Every morning was a cheerful invitation to make my life of equal simplicity, and I may say innocence, with Nature herself. I have been as sincere a worshiper of Aurora as the Greeks. I got up early and bathed in the pond; that was a religious exercise, and one of the best things which I did. They say that characters were engraved on the bathing tub of King Tching-thang to this effect: “Renew thyself completely each day; do it again, and again, and forever again.” I can understand that. Morning brings back the heroic ages.
That man who does not believe that each day contains an earlier, more sacred and auroral hour than he has yet profaned, has despaired of life, and is pursuing a descending and darkening way.

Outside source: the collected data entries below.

// ABOUTME: Message thread database operations
// ABOUTME: Per-client message listing and insertion
//
// Licensed under either of Apache License, Version 2.0 or MIT License at your option.
// Copyright ©2025 Reach+ Agency

use super::Database;
use crate::models::{Message, NewMessage};
use anyhow::Result;
use sqlx::Row;
use tracing::warn;

impl Database {
    /// Create the messages table
    ///
    /// # Errors
    ///
    /// Returns an error if table or index creation fails
    pub(super) async fn migrate_messages(&self) -> Result<()> {
        sqlx::query(
            r"
            CREATE TABLE IF NOT EXISTS messages (
                id INTEGER PRIMARY KEY AUTOINCREMENT,
                client_id INTEGER NOT NULL REFERENCES clients(id),
                sender_id INTEGER NOT NULL,
                sender_type TEXT NOT NULL CHECK (sender_type IN ('client', 'agency')),
                subject TEXT,
                content TEXT NOT NULL,
                is_read BOOLEAN NOT NULL DEFAULT 0,
                created_at DATETIME NOT NULL DEFAULT CURRENT_TIMESTAMP
            )
            ",
        )
        .execute(&self.pool)
        .await?;

        sqlx::query("CREATE INDEX IF NOT EXISTS idx_messages_client_id ON messages(client_id)")
            .execute(&self.pool)
            .await?;

        Ok(())
    }

    /// Insert a message into a client's thread
    ///
    /// # Errors
    ///
    /// Returns an error if the statement fails (write paths fail hard)
    pub async fn create_message(&self, message: &NewMessage) -> Result<i64> {
        let result = sqlx::query(
            r"
            INSERT INTO messages (client_id, sender_id, sender_type, subject, content)
            VALUES ($1, $2, $3, $4, $5)
            ",
        )
        .bind(message.client_id)
        .bind(message.sender_id)
        .bind(message.sender_type.as_str())
        .bind(&message.subject)
        .bind(&message.content)
        .execute(&self.pool)
        .await?;

        Ok(result.last_insert_rowid())
    }

    /// List a client's messages, newest first
    ///
    /// # Errors
    ///
    /// Returns an error only if row decoding fails; an unavailable
    /// database degrades to an empty list
    pub async fn get_messages_by_client_id(&self, client_id: i64) -> Result<Vec<Message>> {
        let rows = match sqlx::query(
            r"
            SELECT id, client_id, sender_id, sender_type, subject, content, is_read, created_at
            FROM messages WHERE client_id = $1 ORDER BY created_at DESC
            ",
        )
        .bind(client_id)
        .fetch_all(&self.pool)
        .await
        {
            Ok(rows) => rows,
            Err(e) => {
                warn!("Message listing unavailable: {e}");
                return Ok(Vec::new());
            }
        };

        rows.iter().map(Self::row_to_message).collect()
    }

    fn row_to_message(row: &sqlx::sqlite::SqliteRow) -> Result<Message> {
        let sender_type: String = row.get("sender_type");

        Ok(Message {
            id: row.get("id"),
            client_id: row.get("client_id"),
            sender_id: row.get("sender_id"),
            sender_type: sender_type.parse()?,
            subject: row.get("subject"),
            content: row.get("content"),
            is_read: row.get("is_read"),
            created_at: row.get("created_at"),
        })
    }
}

After a partial cessation of his sensuous life, the soul of man, or its organs rather, are reinvigorated each day, and his Genius tries again what noble life it can make. All memorable events, I should say, transpire in morning time and in a morning atmosphere. The Vedas say, “All intelligences awake with the morning.” Poetry and art, and the fairest and most memorable of the actions of men, date from such an hour. All poets and heroes, like Memnon, are the children of Aurora, and emit their music at sunrise. To him whole elastic and vigorous thought keeps pace with the sun, the day is a perpetual morning. It matters not what the clocks say or the attitudes and labors of men. Morning is when I’m awake and there is dawn in me.
The millions are awake enough for physical labor; but only one in a million is awake enough for effective intellectual exertion, only one in a hundred million to a poetic or divine life. To be awake is to be alive. I have never yet met a man who was quite awake. How could I have looked him in the face.
We must learn to reawaken and keep ourselves awake, not by mechanical aids, but by an infinite expectation of the dawn, which does not forsake us in our soundest sleep. I know no more encouraging fact than the unquestionable ability of man to elevate his life by a conscious endeavour.